The World Health Organisation (WHO) said on Friday that 4,033 people are known to have died in the worst Ebola outbreak on record, out of 8,399 cases.
It added that the virus had become “entrenched” in the capital cities of the worst affected West African countries.
The UN has said its billion-dollar appeal to fight Ebola has only been partially funded.
The charity Médecins Sans Frontières/Doctors Without Borders says there has been a sudden sharp increase in suspected Ebola cases in Guinea.
Its treatment centre at Guéckédou near the Liberian border is the epicentre of the epidemic which began in March.
By July case numbers had appeared to go down in the West African country, suggesting the end of the outbreak might be near.

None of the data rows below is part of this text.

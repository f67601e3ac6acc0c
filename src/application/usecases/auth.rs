use std::sync::Arc;

use anyhow::anyhow;
use argon2::{
    Argon2,
    password_hash::{PasswordHash, PasswordHasher, PasswordVerifier, SaltString, rand_core::OsRng},
};
use thiserror::Error;
use tracing::{error, info, warn};

use crate::{
    auth::issue_access_token,
    domain::{
        entities::users::InsertUserEntity,
        repositories::users::UserRepository,
        value_objects::auth::{AuthResponse, LoginModel, RegisterModel, UserSummary},
    },
};

pub const DEFAULT_ROLE: &str = "customer";

#[derive(Debug, Error)]
pub enum AuthUseCaseError {
    #[error("email is already registered")]
    EmailTaken,
    #[error("invalid email or password")]
    InvalidCredentials,
    #[error(transparent)]
    Internal(#[from] anyhow::Error),
}

impl AuthUseCaseError {
    pub fn status_code(&self) -> axum::http::StatusCode {
        use axum::http::StatusCode;
        match self {
            AuthUseCaseError::EmailTaken => StatusCode::BAD_REQUEST,
            AuthUseCaseError::InvalidCredentials => StatusCode::UNAUTHORIZED,
            AuthUseCaseError::Internal(_) => StatusCode::INTERNAL_SERVER_ERROR,
        }
    }
}

pub type AuthResult<T> = std::result::Result<T, AuthUseCaseError>;

pub struct AuthUseCase<U>
where
    U: UserRepository + Send + Sync + 'static,
{
    user_repository: Arc<U>,
}

impl<U> AuthUseCase<U>
where
    U: UserRepository + Send + Sync + 'static,
{
    pub fn new(user_repository: Arc<U>) -> Self {
        Self { user_repository }
    }

    pub async fn register(&self, model: RegisterModel) -> AuthResult<AuthResponse> {
        let existing = self
            .user_repository
            .find_by_email(&model.email)
            .await
            .map_err(|err| {
                error!(db_error = ?err, "auth: failed to look up email");
                AuthUseCaseError::Internal(err)
            })?;

        if existing.is_some() {
            warn!(email = %model.email, "auth: registration with taken email");
            return Err(AuthUseCaseError::EmailTaken);
        }

        let password_hash = hash_password(&model.password)?;

        let user = self
            .user_repository
            .insert(InsertUserEntity {
                name: model.name,
                email: model.email,
                password_hash,
                role: DEFAULT_ROLE.to_string(),
                address: model.address,
                phone: model.phone,
            })
            .await
            .map_err(|err| {
                error!(db_error = ?err, "auth: failed to insert user");
                AuthUseCaseError::Internal(err)
            })?;

        info!(user_id = %user.id, "auth: user registered");

        let access_token = issue_access_token(user.id, &user.email, &user.role)
            .map_err(|err| AuthUseCaseError::Internal(err.0))?;

        Ok(AuthResponse {
            access_token,
            token_type: "bearer".to_string(),
            user: UserSummary::from(user),
        })
    }

    pub async fn login(&self, model: LoginModel) -> AuthResult<AuthResponse> {
        let user = self
            .user_repository
            .find_by_email(&model.email)
            .await
            .map_err(|err| {
                error!(db_error = ?err, "auth: failed to look up email");
                AuthUseCaseError::Internal(err)
            })?
            .ok_or(AuthUseCaseError::InvalidCredentials)?;

        if !verify_password(&model.password, &user.password_hash)? {
            warn!(user_id = %user.id, "auth: wrong password");
            return Err(AuthUseCaseError::InvalidCredentials);
        }

        info!(user_id = %user.id, "auth: user logged in");

        let access_token = issue_access_token(user.id, &user.email, &user.role)
            .map_err(|err| AuthUseCaseError::Internal(err.0))?;

        Ok(AuthResponse {
            access_token,
            token_type: "bearer".to_string(),
            user: UserSummary::from(user),
        })
    }
}

pub fn hash_password(password: &str) -> AuthResult<String> {
    let salt = SaltString::generate(&mut OsRng);
    let hash = Argon2::default()
        .hash_password(password.as_bytes(), &salt)
        .map_err(|err| anyhow!("password hashing failed: {}", err))?;

    Ok(hash.to_string())
}

pub fn verify_password(password: &str, stored_hash: &str) -> AuthResult<bool> {
    let parsed = PasswordHash::new(stored_hash)
        .map_err(|err| anyhow!("stored password hash is malformed: {}", err))?;

    Ok(Argon2::default()
        .verify_password(password.as_bytes(), &parsed)
        .is_ok())
}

But since the beginning of October a rise in the number of patients has been reported both at Guéckédou, and particularly in the capital Conakry, the first major West African city to be affected.
MSF is now caring for 120 people in the two locations, of whom 85 are confirmed to have the virus.
Dr Bruce Aylward, the WHO’s Assistant Director-General, speaking from Sierra Leone, predicted that Ebola would be brought under control.
“We have to look at how people bury people, how they care for the sick in this country, and you have to do that against the background and backdrop of a very weak health system. It takes a long time to change practices which have evolved over hundreds, perhaps thousands of years. So these things are going to take time, and the virus is not giving them very much time,” he said.
Europe has also become embroiled but the European Commission health spokesman has said it’s “highly improbable” that Ebola will spread further across the continent.
In France a possible case reported at a Paris hospital turned out to be a false alarm.
The prime minister has warned the authorities and the media not to provoke panic among the population.
An information hotline is being set up from this weekend. Tighter checks at French airports are likely in the coming days.
Numerous countries, including the UK, say they are boosting their screening of passengers for signs of Ebola.